Across the entire sample, we tested whether diagnostic groups differed in R1 and FA. Compared to CTL, the MDD group had significantly greater R1 in the left uncinate fasciculus (β = 0.53; p = 0.022), right uncinate fasciculus (β = 0.42; p = 0.037), and in the corpus callosum genu (β = 0.44; p = 0.025). Similarly, the MDD group had significantly higher FA in the left uncinate fasciculus (β = 0.56; p = 0.016). See Fig. S4 and Table 2A for more details. The MDD group did not differ from the CTLs in R1 of the cingulum cingulate or corpus callosum splenium (all ps > 0.135) or in FA of the other tracts of interest (all ps > 0.167).
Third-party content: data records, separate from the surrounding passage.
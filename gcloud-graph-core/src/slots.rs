//! Typed output slots for handing a value from one step to the steps that read it.
//!
//! A producing step publishes on a `Slot<T>` and lists the slot in its
//! `publishes`; a consuming step lists it in `reads`, which makes the executor
//! order the producer first.

use std::marker::PhantomData;

use serde::de::DeserializeOwned;
use serde::Serialize;

use crate::contract::JobState;
use crate::error::JobStateError;

pub struct Slot<T> {
    pub name: &'static str,
    _value: PhantomData<fn() -> T>,
}

impl<T> Slot<T> {
    pub const fn new(name: &'static str) -> Self {
        Self {
            name,
            _value: PhantomData,
        }
    }
}

impl<T: Serialize + DeserializeOwned> Slot<T> {
    pub async fn publish(&self, state: &dyn JobState, value: &T) -> Result<(), JobStateError> {
        let json = serde_json::to_value(value).map_err(|e| JobStateError::Slot {
            slot: self.name.to_string(),
            message: e.to_string(),
        })?;
        state.set_slot(self.name, json).await;
        Ok(())
    }

    /// `Ok(None)` when nothing was published, e.g. the producer lacked permission.
    pub async fn read(&self, state: &dyn JobState) -> Result<Option<T>, JobStateError> {
        match state.get_slot(self.name).await {
            None => Ok(None),
            Some(json) => serde_json::from_value(json)
                .map(Some)
                .map_err(|e| JobStateError::Slot {
                    slot: self.name.to_string(),
                    message: e.to_string(),
                }),
        }
    }
}
use async_trait::async_trait;
use serde::Deserialize;

use super::{with_page_token, ApiFamily, GoogleHttpClient};
use crate::contract::{Page, StorageApi};
use crate::error::ApiError;
use crate::records::Bucket;

#[derive(Debug, Deserialize)]
#[serde(rename_all = "camelCase")]
struct ListBucketsResponse {
    #[serde(default)]
    items: Vec<Bucket>,
    next_page_token: Option<String>,
}

#[async_trait]
impl StorageApi for GoogleHttpClient {
    async fn list_buckets(
        &self,
        project_id: &str,
        page_token: Option<String>,
    ) -> Result<Page<Bucket>, ApiError> {
        let query = with_page_token(vec![("project", project_id)], page_token.as_deref());
        let response: ListBucketsResponse = self
            .get_json(ApiFamily::Storage, "/storage/v1/b", &query)
            .await?;
        Ok(Page {
            items: response.items,
            next_page_token: response.next_page_token,
        })
    }
}

#[cfg(test)]
mod tests {
    use super::super::test_support::client_for;
    use super::*;
    use serde_json::json;
    use wiremock::matchers::{method, path, query_param};
    use wiremock::{Mock, MockServer, ResponseTemplate};

    #[tokio::test]
    async fn lists_buckets_for_project_with_page_token() {
        let server = MockServer::start().await;
        Mock::given(method("GET"))
            .and(path("/storage/v1/b"))
            .and(query_param("project", "my-project-1"))
            .and(query_param("pageToken", "next"))
            .respond_with(ResponseTemplate::new(200).set_body_json(json!({
                "kind": "storage#buckets",
                "items": [{ "id": "b1", "name": "b1", "location": "US" }]
            })))
            .expect(1)
            .mount(&server)
            .await;

        let page = client_for(&server)
            .list_buckets("my-project-1", Some("next".to_string()))
            .await
            .unwrap();

        assert_eq!(page.items.len(), 1);
        assert_eq!(page.items[0].name.as_deref(), Some("b1"));
        assert_eq!(page.next_page_token, None);
    }

    #[tokio::test]
    async fn empty_project_has_no_items_field() {
        let server = MockServer::start().await;
        Mock::given(method("GET"))
            .and(path("/storage/v1/b"))
            .respond_with(ResponseTemplate::new(200).set_body_json(json!({ "kind": "storage#buckets" })))
            .mount(&server)
            .await;

        let page = client_for(&server).list_buckets("my-project-1", None).await.unwrap();
        assert!(page.items.is_empty());
    }
}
Finally, neither R1 (all ps > 0.156) nor FA (all ps > 0.107) of our tracts of interest were associated with RADS-2 scores.

Table 2 Summary of main effects of depression diagnosis on R1 (A) and interaction effects of sex and depression diagnosis on R1 (B).
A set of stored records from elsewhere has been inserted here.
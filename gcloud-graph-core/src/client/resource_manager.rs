use async_trait::async_trait;
use serde_json::json;

use super::{ApiFamily, GoogleHttpClient};
use crate::contract::ResourceManagerApi;
use crate::error::ApiError;
use crate::records::Policy;

/// Policy version that includes conditional bindings.
const REQUESTED_POLICY_VERSION: u8 = 3;

#[async_trait]
impl ResourceManagerApi for GoogleHttpClient {
    async fn get_project_iam_policy(&self, project_id: &str) -> Result<Policy, ApiError> {
        let path = format!("/v1/projects/{project_id}:getIamPolicy");
        let body = json!({ "options": { "requestedPolicyVersion": REQUESTED_POLICY_VERSION } });
        self.post_json(ApiFamily::ResourceManager, &path, &body).await
    }
}

#[cfg(test)]
mod tests {
    use super::super::test_support::client_for;
    use super::*;
    use wiremock::matchers::{body_json, method, path};
    use wiremock::{Mock, MockServer, ResponseTemplate};

    #[tokio::test]
    async fn posts_for_policy_with_requested_version() {
        let server = MockServer::start().await;
        Mock::given(method("POST"))
            .and(path("/v1/projects/my-project-1:getIamPolicy"))
            .and(body_json(json!({ "options": { "requestedPolicyVersion": 3 } })))
            .respond_with(ResponseTemplate::new(200).set_body_json(json!({
                "version": 3,
                "etag": "BwX=",
                "bindings": [{
                    "role": "roles/owner",
                    "members": ["user:alice@example.com", "serviceAccount:sa@x.iam.gserviceaccount.com"]
                }]
            })))
            .expect(1)
            .mount(&server)
            .await;

        let policy = client_for(&server)
            .get_project_iam_policy("my-project-1")
            .await
            .unwrap();

        assert_eq!(policy.bindings.len(), 1);
        assert_eq!(policy.bindings[0].members.len(), 2);
    }
}
/// # gcloud-graph CLI interface
///
/// Command parsing and the async entrypoint [`run`], used by `main` and by the
/// integration tests. Everything beyond argument handling, report printing and
/// writing the graph file lives in `gcloud-graph-core`.
///
/// ## Commands
/// - `collect --config <yaml> [--output <graph.json>]`: run every step and write the graph.
/// - `steps`: print the step registry in execution order.
use crate::load_config::load_config;
use anyhow::{Context, Result};
use clap::{Parser, Subcommand};
use gcloud_graph_core::client::GoogleHttpClient;
use gcloud_graph_core::executor::{collect_in_memory, CollectionReport, StepGraph};
use gcloud_graph_core::job_state::GraphDocument;
use gcloud_graph_core::steps::{all_steps, ApiClients, Artifact};
use std::fmt::Write as _;
use std::fs;
use std::path::{Path, PathBuf};
use std::sync::Arc;

/// CLI for gcloud-graph: collect a Google Cloud project into an entity/relationship graph.
#[derive(Parser)]
#[clap(
    name = "gcloud-graph",
    version,
    about = "Collect App Engine, Storage, IAM and Cloud Functions resources into a typed graph"
)]
pub struct Cli {
    #[clap(subcommand)]
    pub command: Commands,
}

#[derive(Subcommand)]
pub enum Commands {
    /// Collect the project described by the config file
    Collect {
        /// Path to the YAML config file
        #[clap(long)]
        config: PathBuf,
        /// Where to write the graph JSON
        #[clap(long, default_value = "graph.json")]
        output: PathBuf,
    },
    /// List the collection steps in execution order
    Steps,
}

pub async fn run(cli: Cli) -> Result<()> {
    tracing::info!("trace_initialised");

    match cli.command {
        Commands::Collect { config, output } => {
            let config = load_config(config)?;
            tracing::info!(command = "collect", project_id = %config.collector.project_id, "Starting collection");

            let http = GoogleHttpClient::new(&config.collector, config.access_token)
                .context("Failed to construct Google API client")?;
            let clients = ApiClients::from_http(Arc::new(http));

            match collect_in_memory(config.collector, clients).await {
                Ok((report, document)) => {
                    write_document(&output, &document)?;
                    print!("{}", render_report(&report, &output));
                    tracing::info!(command = "collect", output = ?output, "Collection complete");
                    Ok(())
                }
                Err(e) => {
                    tracing::error!(command = "collect", error = %e, "Collection failed");
                    Err(anyhow::Error::new(e).context("Collection failed"))
                }
            }
        }
        Commands::Steps => {
            let graph = StepGraph::new(all_steps()).context("Step registry is invalid")?;
            print!("{}", render_steps(&graph));
            Ok(())
        }
    }
}

fn write_document(path: &Path, document: &GraphDocument) -> Result<()> {
    let json = serde_json::to_string_pretty(document).context("Failed to serialize graph")?;
    fs::write(path, json).with_context(|| format!("Failed to write graph to {:?}", path))?;
    tracing::info!(
        path = ?path,
        entities = document.entities.len(),
        relationships = document.relationships.len(),
        "Graph written"
    );
    Ok(())
}

pub fn render_report(report: &CollectionReport, output: &Path) -> String {
    let mut out = String::new();
    let _ = writeln!(out, "Collection report (run {})", report.run_id);
    for step in &report.steps {
        let _ = writeln!(
            out,
            "  {:<52} {:?} ({} ms)",
            step.step_id,
            step.outcome,
            step.duration.as_millis()
        );
    }
    let _ = writeln!(
        out,
        "Entities: {}  Relationships: {}",
        report.entity_count, report.relationship_count
    );
    for event in &report.missing_permissions {
        let _ = writeln!(out, "Missing permission: {} (step {})", event.permission, event.step_id);
    }
    let _ = writeln!(out, "Graph written to {}", output.display());
    out
}

pub fn render_steps(graph: &StepGraph) -> String {
    let mut out = String::new();
    for step in graph.ordered() {
        let _ = writeln!(out, "{} ({})", step.id, step.name);
        if let Some(permission) = step.permission {
            let _ = writeln!(out, "  permission: {permission}");
        }
        if !step.depends_on.is_empty() {
            let _ = writeln!(out, "  depends on: {}", step.depends_on.join(", "));
        }
        for artifact in &step.reads {
            match artifact {
                Artifact::Entities(entity_type) => {
                    let _ = writeln!(out, "  reads entities: {entity_type}");
                }
                Artifact::Slot(slot) => {
                    let _ = writeln!(out, "  reads slot: {slot}");
                }
            }
        }
        for entity in &step.entities {
            let _ = writeln!(
                out,
                "  entity: {} [{}]",
                entity.entity_type, entity.entity_class
            );
        }
        for relationship in &step.relationships {
            let _ = writeln!(
                out,
                "  relationship: {} [{}]",
                relationship.relationship_type(),
                relationship.class.as_str()
            );
        }
    }
    out
}

#[cfg(test)]
mod tests {
    use super::*;
    use gcloud_graph_core::events::MissingPermissionEvent;
    use gcloud_graph_core::executor::StepReport;
    use gcloud_graph_core::steps::StepOutcome;
    use std::time::Duration;

    #[test]
    fn steps_listing_shows_declared_outputs() {
        let graph = StepGraph::new(all_steps()).unwrap();
        let listing = render_steps(&graph);

        assert!(listing.starts_with("fetch-storage-buckets"));
        assert!(listing.contains("relationship: google_app_engine_application_uses_storage_bucket [USES]"));
        assert!(listing.contains("permission: appengine.versions.list"));
        assert!(listing.contains("reads slot: app_engine_application"));
    }

    #[test]
    fn report_lists_missing_permissions() {
        let report = CollectionReport {
            run_id: "run".into(),
            steps: vec![StepReport {
                step_id: "fetch-iam-bindings".into(),
                outcome: StepOutcome::MissingPermission,
                duration: Duration::from_millis(3),
            }],
            entity_count: 2,
            relationship_count: 1,
            missing_permissions: vec![MissingPermissionEvent::new(
                "fetch-iam-bindings",
                "cloudasset.assets.searchAllIamPolicies",
            )],
        };

        let text = render_report(&report, Path::new("out.json"));

        assert!(text.contains("MissingPermission (3 ms)"));
        assert!(text.contains("Entities: 2  Relationships: 1"));
        assert!(text.contains("Missing permission: cloudasset.assets.searchAllIamPolicies (step fetch-iam-bindings)"));
        assert!(text.ends_with("Graph written to out.json\n"));
    }
}
#![doc = "gcloud-graph-core: collects Google Cloud resources into a typed entity/relationship graph."]

//! The library behind the `gcloud-graph` CLI: API clients, the step registry,
//! the dependency-ordered executor and the in-memory job state.
//!
//! # Usage
//! Build a [`config::CollectorConfig`], wrap a [`client::GoogleHttpClient`] in
//! [`steps::ApiClients::from_http`] and call [`executor::collect_in_memory`].
//! For custom stores or sinks, build a [`steps::StepContext`] yourself and call
//! [`executor::collect`].

pub mod client;
pub mod config;
pub mod contract;
pub mod error;
pub mod events;
pub mod executor;
pub mod graph;
pub mod job_state;
pub mod paginate;
pub mod records;
pub mod resource_name;
pub mod slots;
pub mod steps;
With respect to sensitivity analyses, for all models exhibiting a significant effect of depression, including study group and medication status reduced the significance of the effect of depression diagnosis in all models (left uncinate: p = 0.18 and p = 0.213, respectively; right uncinate: p = 0.103 and p = 0.213, respectively; corpus callosum genu: p = 0.175 and p = 0.126, respectively). While including Tanner stage did not affect the significance of the effect of depression on R1 in the left uncinate fasciculus (p < 0.05), it did reduce the significance of the effect of depression in our remaining models (right uncinate: p = 0.062; corpus callosum genu: p = 0.068). While excluding the three participants with past MDD reduced the significance of the effect of depression diagnosis in the uncinate (left uncinate: p = 0.054; right uncinate: p = 0.074) it did not change the significance of the effect of depression diagnosis in the corpus callosum genu (p = 0.022).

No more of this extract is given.